NCLEX PN High Priority Safety & Red Flags

  • Safe Administration: Check apical HR for 1 full minute before administration; hold if HR < 60 bpm or SBP < 90 mmHg.

  • Monitoring: Continuous ECG monitoring required for IV antiarrhythmics; electrolyte imbalances heighten arrhythmia risk; regularly check liver, renal, and thyroid function for amiodarone.

  • CHF Symptoms: Look for edema, SOB, and significant weight gain during treatment.

  • Patient Teaching: Instruct patients in self-monitoring of HR & BP; advise reporting dizziness, syncope, or irregular heart rhythms. Avoid grapefruit, OTC medications, and abrupt discontinuation of medications.

Critical Thinking Red Flags
  • Amiodarone: Symptoms indicating potential pulmonary toxicity include cough or SOB.

  • Digoxin: Watch for gastrointestinal symptoms and visual issues like yellow halos, indicating potential toxicity.

  • Beta Blockers: Be cautious regarding bronchospasm in patients with asthma/COPD.


Study Smart for Antiarrhythmics

  • Focus on Class Names & Purposes:

    • Class I: Na⁺ blockers → used for VT/VF.

    • Class II: Beta blockers → rate control in SVT, Afib.

    • Class III: K⁺ blockers → targeting life-threatening arrhythmias.

    • Class IV: Ca²⁺ blockers → SVT, Afib rate management.

    • Class V: Miscellaneous (Digoxin, Atropine).

  • Administration Considerations: Always check HR/BP before dosing and hold as necessary; maintain ECG monitoring for IV drugs.

  • Major Adverse Effects & Alerts:

    • Amiodarone: Watch for pulmonary fibrosis, thyroid dysfunction, and hepatotoxicity.
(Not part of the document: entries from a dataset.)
// Copyright (C) 2025 SyncMyOrders Sp. z o.o.
// SPDX-License-Identifier: AGPL-3.0-or-later
//! plenum-stream - Long-lived HTTP streaming client with reconnect.
//!
//! This crate receives continuous server push data (model updates,
//! notifications) over a chunked HTTP response instead of WebSockets. It
//! combines incremental parsing of newline-delimited JSON over a
//! progressively-filling body, separation of transport-level failures from
//! application-level error payloads, and an automatic reconnect policy
//! with jittered backoff and an attempt ceiling.
//!
//! # Quick Start
//!
//! ```ignore
//! use std::sync::Arc;
//! use plenum_stream::{
//!     HttpTransport, Method, PushStream, StreamOptions, StreamRequest,
//! };
//!
//! let transport = Arc::new(HttpTransport::new());
//! let request = StreamRequest::new(Method::Get, "https://example.com/system/stream");
//!
//! let mut stream = PushStream::<serde_json::Value>::new(1, transport, request,
//!         StreamOptions::new().with_description("model updates"))
//!     .on_message(|update, _stream| {
//!         println!("update: {update}");
//!     })
//!     .on_error(|failure| {
//!         eprintln!("stream gave up: {failure}");
//!     });
//!
//! stream.open();
//! // ... stream.close() on shutdown
//! ```
//!
//! # Single-action mode
//!
//! A stream used to obtain exactly one message is driven inline and
//! settles like a request/response call:
//!
//! ```ignore
//! let value: serde_json::Value = PushStream::new(2, transport, request,
//!     StreamOptions::new()).into_single().await?;
//! ```
//!
//! # Failure routing
//!
//! Every failure - transport errors, application error payloads sent
//! within the body, malformed records, unexpected end of stream - reaches
//! the reconnect decision first. Recoverable failures are retried after a
//! randomized backoff (default 2-5s, ceiling 3 attempts, reset by any
//! delivered message) without involving the caller. Terminal failures
//! invoke the error handler exactly once and close the stream.

mod error;
mod frame;
mod reconnect;
mod stream;
mod transport;

pub use error::{
    CommunicationError, ErrorClassification, ErrorDescription, KIND_INVALID_MESSAGE,
    KIND_UNKNOWN_ERROR, Result, StreamError,
};
pub use frame::{
    FrameEvent, FrameParser, REASON_CONNECTION_LOST, REASON_MALFORMED_RECORD,
    REASON_REPORTED_BY_SERVER, REASON_STREAM_CLOSED,
};
pub use reconnect::{
    BackoffTimeout, DEFAULT_BACKOFF_MAX, DEFAULT_BACKOFF_MIN, DEFAULT_RECONNECTS_BEFORE_CLOSE,
    ReconnectState, RetryPolicy,
};
pub use stream::{
    ErrorHandler, ManagedStream, MessageHandler, PushStream, StreamHandle, StreamOptions,
};
pub use transport::{
    HttpTransport, Method, ProbeResponse, StreamRequest, StreamingTransport, TransportEvent,
};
    • Digoxin: Monitor for toxicity particularly with low potassium levels; use Digoxin immune Fab as the antidote.

    • Beta Blockers: Be aware of bronchospasm and hypoglycemia masking.

    • Calcium Channel Blockers (CCBs): Understand the risk of severe bradycardia, particularly when combined with beta blockers or digoxin.

  • NCLEX Traps: For quick recall:

    • Digoxin: Recognize hallmark toxicity signs (yellow halos).

    • Amiodarone: Be aware of the grapefruit interaction.

    • Beta Blockers: Recognize that they mask hypoglycemia symptoms.